=== Section Start ===

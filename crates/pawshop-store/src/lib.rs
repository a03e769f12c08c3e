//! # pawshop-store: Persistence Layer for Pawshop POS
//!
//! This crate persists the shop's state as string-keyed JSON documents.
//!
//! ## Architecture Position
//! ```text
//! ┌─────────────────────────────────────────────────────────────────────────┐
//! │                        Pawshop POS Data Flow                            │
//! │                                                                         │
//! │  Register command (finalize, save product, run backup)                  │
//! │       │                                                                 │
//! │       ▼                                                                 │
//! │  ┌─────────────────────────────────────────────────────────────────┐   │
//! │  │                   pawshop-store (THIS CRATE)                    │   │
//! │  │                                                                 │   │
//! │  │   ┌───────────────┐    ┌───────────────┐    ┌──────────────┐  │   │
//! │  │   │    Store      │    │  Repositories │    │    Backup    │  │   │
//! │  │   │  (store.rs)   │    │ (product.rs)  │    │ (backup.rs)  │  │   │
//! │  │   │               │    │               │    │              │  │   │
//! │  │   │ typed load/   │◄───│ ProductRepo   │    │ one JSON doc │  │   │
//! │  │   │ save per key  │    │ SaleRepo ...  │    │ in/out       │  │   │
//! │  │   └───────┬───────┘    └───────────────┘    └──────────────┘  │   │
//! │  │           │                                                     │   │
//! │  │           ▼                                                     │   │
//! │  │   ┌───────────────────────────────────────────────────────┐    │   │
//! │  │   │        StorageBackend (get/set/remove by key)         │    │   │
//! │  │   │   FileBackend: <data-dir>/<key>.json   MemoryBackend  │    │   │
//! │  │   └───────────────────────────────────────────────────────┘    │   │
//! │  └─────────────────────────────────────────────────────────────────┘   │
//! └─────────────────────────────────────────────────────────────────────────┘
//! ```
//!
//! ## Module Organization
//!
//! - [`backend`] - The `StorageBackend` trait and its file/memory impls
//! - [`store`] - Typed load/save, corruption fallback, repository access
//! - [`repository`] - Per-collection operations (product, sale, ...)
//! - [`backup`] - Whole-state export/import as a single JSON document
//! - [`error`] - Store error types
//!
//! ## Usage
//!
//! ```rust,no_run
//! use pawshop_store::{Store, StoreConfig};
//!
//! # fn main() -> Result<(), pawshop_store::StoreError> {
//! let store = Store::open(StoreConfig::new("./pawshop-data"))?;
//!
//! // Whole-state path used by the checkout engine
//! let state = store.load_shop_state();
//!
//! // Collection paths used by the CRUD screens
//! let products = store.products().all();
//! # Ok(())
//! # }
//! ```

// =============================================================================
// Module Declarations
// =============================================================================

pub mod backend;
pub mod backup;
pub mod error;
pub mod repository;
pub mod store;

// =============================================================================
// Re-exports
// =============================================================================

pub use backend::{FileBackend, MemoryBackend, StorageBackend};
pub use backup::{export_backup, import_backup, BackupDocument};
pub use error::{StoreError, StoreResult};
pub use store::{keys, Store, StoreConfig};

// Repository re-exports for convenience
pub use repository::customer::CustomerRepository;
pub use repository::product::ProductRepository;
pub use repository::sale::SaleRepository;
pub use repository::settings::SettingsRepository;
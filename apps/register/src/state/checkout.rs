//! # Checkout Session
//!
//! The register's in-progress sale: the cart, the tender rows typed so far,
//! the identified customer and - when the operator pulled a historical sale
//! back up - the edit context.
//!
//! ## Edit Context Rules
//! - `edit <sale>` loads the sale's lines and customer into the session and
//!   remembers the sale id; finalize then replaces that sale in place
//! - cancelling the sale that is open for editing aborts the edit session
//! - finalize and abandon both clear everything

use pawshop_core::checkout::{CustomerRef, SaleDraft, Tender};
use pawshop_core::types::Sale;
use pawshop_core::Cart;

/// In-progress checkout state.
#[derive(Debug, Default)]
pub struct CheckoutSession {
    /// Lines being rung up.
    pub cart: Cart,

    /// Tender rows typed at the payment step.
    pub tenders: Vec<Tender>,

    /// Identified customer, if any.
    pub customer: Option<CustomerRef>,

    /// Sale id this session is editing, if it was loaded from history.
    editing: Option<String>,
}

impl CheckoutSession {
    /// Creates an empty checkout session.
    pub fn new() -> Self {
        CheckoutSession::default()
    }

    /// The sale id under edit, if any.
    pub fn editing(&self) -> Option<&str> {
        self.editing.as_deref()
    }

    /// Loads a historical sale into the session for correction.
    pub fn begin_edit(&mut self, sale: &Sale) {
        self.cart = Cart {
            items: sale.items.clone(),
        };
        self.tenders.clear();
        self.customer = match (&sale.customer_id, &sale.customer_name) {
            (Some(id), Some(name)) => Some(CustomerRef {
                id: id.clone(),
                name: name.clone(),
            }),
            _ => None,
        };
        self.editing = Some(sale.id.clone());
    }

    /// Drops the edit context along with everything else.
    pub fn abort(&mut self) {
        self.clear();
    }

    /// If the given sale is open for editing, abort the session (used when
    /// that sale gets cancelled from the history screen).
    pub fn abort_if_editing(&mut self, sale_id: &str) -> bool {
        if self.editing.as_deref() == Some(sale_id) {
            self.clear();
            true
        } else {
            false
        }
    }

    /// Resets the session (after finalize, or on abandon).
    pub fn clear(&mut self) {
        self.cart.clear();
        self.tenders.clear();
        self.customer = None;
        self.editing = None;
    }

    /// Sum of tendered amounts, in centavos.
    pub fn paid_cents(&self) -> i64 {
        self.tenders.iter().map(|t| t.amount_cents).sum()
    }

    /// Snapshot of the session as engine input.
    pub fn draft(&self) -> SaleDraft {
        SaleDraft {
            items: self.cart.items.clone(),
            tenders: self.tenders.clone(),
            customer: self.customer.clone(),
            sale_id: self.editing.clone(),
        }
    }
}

=== Section End ===

▶ [TASK INSTRUCTIONS] Reproduce every entry above so that each one matches its source exactly.

▶ [EXERCISE RESPONSE]
filename crates/pawshop-store/src/lib.rs
repository a03e769f12c08c3e
//! # pawshop-store: Persistence Layer for Pawshop POS
//!
//! This crate persists the shop's state as string-keyed JSON documents.
//!
//! ## Architecture Position
//! ```text
//! ┌─────────────────────────────────────────────────────────────────────────┐
//! │                        Pawshop POS Data Flow                            │
//! │                                                                         │
//! │  Register command (finalize, save product, run backup)                  │
//! │       │                                                                 │
//! │       ▼                                                                 │
//! │  ┌─────────────────────────────────────────────────────────────────┐   │
//! │  │                   pawshop-store (THIS CRATE)                    │   │
//! │  │                                                                 │   │
//! │  │   ┌───────────────┐    ┌───────────────┐    ┌──────────────┐  │   │
//! │  │   │    Store      │    │  Repositories │    │    Backup    │  │   │
//! │  │   │  (store.rs)   │    │ (product.rs)  │    │ (backup.rs)  │  │   │
//! │  │   │               │    │               │    │              │  │   │
//! │  │   │ typed load/   │◄───│ ProductRepo   │    │ one JSON doc │  │   │
//! │  │   │ save per key  │    │ SaleRepo ...  │    │ in/out       │  │   │
//! │  │   └───────┬───────┘    └───────────────┘    └──────────────┘  │   │
//! │  │           │                                                     │   │
//! │  │           ▼                                                     │   │
//! │  │   ┌───────────────────────────────────────────────────────┐    │   │
//! │  │   │        StorageBackend (get/set/remove by key)         │    │   │
//! │  │   │   FileBackend: <data-dir>/<key>.json   MemoryBackend  │    │   │
//! │  │   └───────────────────────────────────────────────────────┘    │   │
//! │  └─────────────────────────────────────────────────────────────────┘   │
//! └─────────────────────────────────────────────────────────────────────────┘
//! ```
//!
//! ## Module Organization
//!
//! - [`backend`] - The `StorageBackend` trait and its file/memory impls
//! - [`store`] - Typed load/save, corruption fallback, repository access
//! - [`repository`] - Per-collection operations (product, sale, ...)
//! - [`backup`] - Whole-state export/import as a single JSON document
//! - [`error`] - Store error types
//!
//! ## Usage
//!
//! ```rust,no_run
//! use pawshop_store::{Store, StoreConfig};
//!
//! # fn main() -> Result<(), pawshop_store::StoreError> {
//! let store = Store::open(StoreConfig::new("./pawshop-data"))?;
//!
//! // Whole-state path used by the checkout engine
//! let state = store.load_shop_state();
//!
//! // Collection paths used by the CRUD screens
//! let products = store.products().all();
//! # Ok(())
//! # }
//! ```

// =============================================================================
// Module Declarations
// =============================================================================

pub mod backend;
pub mod backup;
pub mod error;
pub mod repository;
pub mod store;

// =============================================================================
// Re-exports
// =============================================================================

pub use backend::{FileBackend, MemoryBackend, StorageBackend};
pub use backup::{export_backup, import_backup, BackupDocument};
pub use error::{StoreError, StoreResult};
pub use store::{keys, Store, StoreConfig};

// Repository re-exports for convenience
pub use repository::customer::CustomerRepository;
pub use repository::product::ProductRepository;
pub use repository::sale::SaleRepository;
pub use repository::settings::SettingsRepository;
filename apps/register/src/state/checkout.rs
//! # Checkout Session
//!
//! The register's in-progress sale: the cart, the tender rows typed so far,
//! the identified customer and - when the operator pulled a historical sale
//! back up - the edit context.
//!
//! ## Edit Context Rules
//! - `edit <sale>` loads the sale's lines and customer into the session and
//!   remembers the sale id; finalize then replaces that sale in place
//! - cancelling the sale that is open for editing aborts the edit session
//! - finalize and abandon both clear everything

use pawshop_core::checkout::{CustomerRef, SaleDraft, Tender};
use pawshop_core::types::Sale;
use pawshop_core::Cart;

/// In-progress checkout state.
#[derive(Debug, Default)]
pub struct CheckoutSession {
    /// Lines being rung up.
    pub cart: Cart,

    /// Tender rows typed at the payment step.
    pub tenders: Vec<Tender>,

    /// Identified customer, if any.
    pub customer: Option<CustomerRef>,

    /// Sale id this session is editing, if it was loaded from history.
    editing: Option<String>,
}

impl CheckoutSession {
    /// Creates an empty checkout session.
    pub fn new() -> Self {
        CheckoutSession::default()
    }

    /// The sale id under edit, if any.
    pub fn editing(&self) -> Option<&str> {
        self.editing.as_deref()
    }

    /// Loads a historical sale into the session for correction.
    pub fn begin_edit(&mut self, sale: &Sale) {
        self.cart = Cart {
            items: sale.items.clone(),
        };
        self.tenders.clear();
        self.customer = match (&sale.customer_id, &sale.customer_name) {
            (Some(id), Some(name)) => Some(CustomerRef {
                id: id.clone(),
                name: name.clone(),
            }),
            _ => None,
        };
        self.editing = Some(sale.id.clone());
    }

    /// Drops the edit context along with everything else.
    pub fn abort(&mut self) {
        self.clear();
    }

    /// If the given sale is open for editing, abort the session (used when
    /// that sale gets cancelled from the history screen).
    pub fn abort_if_editing(&mut self, sale_id: &str) -> bool {
        if self.editing.as_deref() == Some(sale_id) {
            self.clear();
            true
        } else {
            false
        }
    }

    /// Resets the session (after finalize, or on abandon).
    pub fn clear(&mut self) {
        self.cart.clear();
        self.tenders.clear();
        self.customer = None;
        self.editing = None;
    }

    /// Sum of tendered amounts, in centavos.
    pub fn paid_cents(&self) -> i64 {
        self.tenders.iter().map(|t| t.amount_cents).sum()
    }

    /// Snapshot of the session as engine input.
    pub fn draft(&self) -> SaleDraft {
        SaleDraft {
            items: self.cart.items.clone(),
            tenders: self.tenders.clone(),
            customer: self.customer.clone(),
            sale_id: self.editing.clone(),
        }
    }
}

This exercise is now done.